E.3 Target conformity

Conformity indices are used to compare competing plans, evaluate treatment technique, and assess clinical complications by quantifying the dose conformity to a target volume. Several different indices have been reported to evaluate the conformity of prescription isodose surface to the target volume. In 1993, Radiation Therapy Oncology Group (RTOG) proposed routine evaluation of stereotactic radiotherapy treatment plans based on reference isodose value and reference isodose volume and target volume.^{( 2 – 4 , 7 , 19 )} The RTOG proposed the conformity index as PITV^{( 4 , 7 , 8 , 11 , 19 , 20 )} which is defined as:

$$PITV=\frac{PIV}{TV}$$ (2)

where TV is the target volume and PIV is the prescription isodose volume.

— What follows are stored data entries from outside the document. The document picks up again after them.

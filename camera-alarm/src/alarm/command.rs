//! Hook commands run on alarm state changes.

use std::time::{Duration, Instant};

use async_trait::async_trait;
use process_utils::tokio_shell_command;
use tracing::{debug, error, info, warn};

use crate::{Error, Result};

/// Runs a configured hook command to completion.
///
/// The monitor awaits every call inside its tick, so a slow command delays
/// debounce checks for both kinds and delays shutdown until it returns.
#[async_trait]
pub trait CommandRunner: Send + Sync {
    async fn run(&self, command: &str) -> Result<()>;
}

/// Runs commands through `sh -c`.
#[derive(Debug, Clone, Default)]
pub struct ShellCommandRunner {
    /// `None` waits for the command however long it takes.
    timeout: Option<Duration>,
}

impl ShellCommandRunner {
    pub fn new() -> Self {
        Self::default()
    }

    /// Kill commands that run longer than `timeout_secs`; `0` disables the limit.
    pub fn with_timeout(mut self, timeout_secs: u64) -> Self {
        self.timeout = (timeout_secs > 0).then(|| Duration::from_secs(timeout_secs));
        self
    }
}

#[async_trait]
impl CommandRunner for ShellCommandRunner {
    async fn run(&self, command: &str) -> Result<()> {
        let start = Instant::now();
        info!("Executing command: {}", command);

        let mut cmd = tokio_shell_command(command);
        let output = cmd.output();
        let output = match self.timeout {
            Some(limit) => match tokio::time::timeout(limit, output).await {
                Ok(result) => result?,
                Err(_) => {
                    error!("Command timed out after {}s", limit.as_secs());
                    return Err(Error::CommandTimeout {
                        command: command.to_string(),
                        secs: limit.as_secs(),
                    });
                }
            },
            None => output.await?,
        };

        for line in String::from_utf8_lossy(&output.stdout).lines() {
            debug!("stdout: {}", line);
        }
        for line in String::from_utf8_lossy(&output.stderr).lines() {
            warn!("stderr: {}", line);
        }

        if !output.status.success() {
            let code = output.status.code().unwrap_or(-1);
            error!("Command exited with status: {}", output.status);
            return Err(Error::CommandFailed {
                command: command.to_string(),
                code,
            });
        }

        debug!("Command completed in {:.2}s", start.elapsed().as_secs_f64());
        Ok(())
    }
}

The RTOG Conformity index, or PITV ratio, is the most frequently used conformity index to compare the conformity of treatment plans from different radiosurgery delivery systems.^{( 4 , 7 , 8 , 21 – 24 )} According to the PITV ratio, a PITV value equal to 1 corresponds to ideal conformation. A PITV greater than 1 indicates that the irradiated volume is greater than the target volume, which means it includes healthy tissues. If the PITV is less than 1, it indicates that the target volume is partially covered. According to RTOG guidelines, a PITV^{( 19 )} between 1 and 2 is considered a treatment plan of acceptable dose conformity. The treatment plan receives a minor violation judged by RTOG guidelines for a PITV between 2 and 2.5 or 0.9 and 1. The treatment plan is rated a major violation by RTOG standards if the PITV is less than 0.9 or more than 2.5.

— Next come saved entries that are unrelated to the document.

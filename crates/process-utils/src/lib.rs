//! Small process-related helpers shared across the workspace.
//!
//! Hook commands configured by users are plain shell strings, so every helper
//! here wraps the command in the platform shell rather than splitting it.

#[cfg(feature = "tokio")]
use std::{ffi::OsStr, process::Stdio};

/// Shell used to interpret command strings.
#[cfg(not(windows))]
pub const SHELL: &str = "sh";
#[cfg(windows)]
pub const SHELL: &str = "cmd";

/// Flag passing a command string to [`SHELL`].
#[cfg(not(windows))]
pub const SHELL_FLAG: &str = "-c";
#[cfg(windows)]
pub const SHELL_FLAG: &str = "/C";

/// Configure a child process for running detached from our stdin.
pub trait HookCommandExt {
    fn detach_stdin(&mut self) -> &mut Self;
}

#[cfg(feature = "tokio")]
impl HookCommandExt for tokio::process::Command {
    fn detach_stdin(&mut self) -> &mut Self {
        self.stdin(Stdio::null())
    }
}

/// Create a `tokio::process::Command` that runs `command` through the shell.
///
/// The child is killed if the returned handle is dropped before it exits.
#[cfg(feature = "tokio")]
pub fn tokio_shell_command(command: impl AsRef<OsStr>) -> tokio::process::Command {
    let mut cmd = tokio::process::Command::new(SHELL);
    cmd.arg(SHELL_FLAG).arg(command);
    cmd.detach_stdin();
    cmd.kill_on_drop(true);
    cmd
}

The drawback of the PITV ratio is that it does not take into account the spatial location and the shape of the prescription isodose volume relative to the TV. If the volume of tissue receiving the prescribed dose is equal to the TV, the PITV ratio will be 1 and the treatment plan will receive the same perfect score of 1 regardless whether the prescribed isodose perfectly enclosed the TV or completely missed the TV (i.e. 0% of the TV received the prescribed dose). Therefore, PITV ratio can be improved by accounting for coverage of the target volume.

Paddick^{( 20 )} accounted for target volume coverage by proposing a new conformity index as follows:

$$C{I}_{Paddick}=\frac{T{V}_{PIV}}{TV}\times \frac{T{V}_{PIV}}{PIV}$$ (3)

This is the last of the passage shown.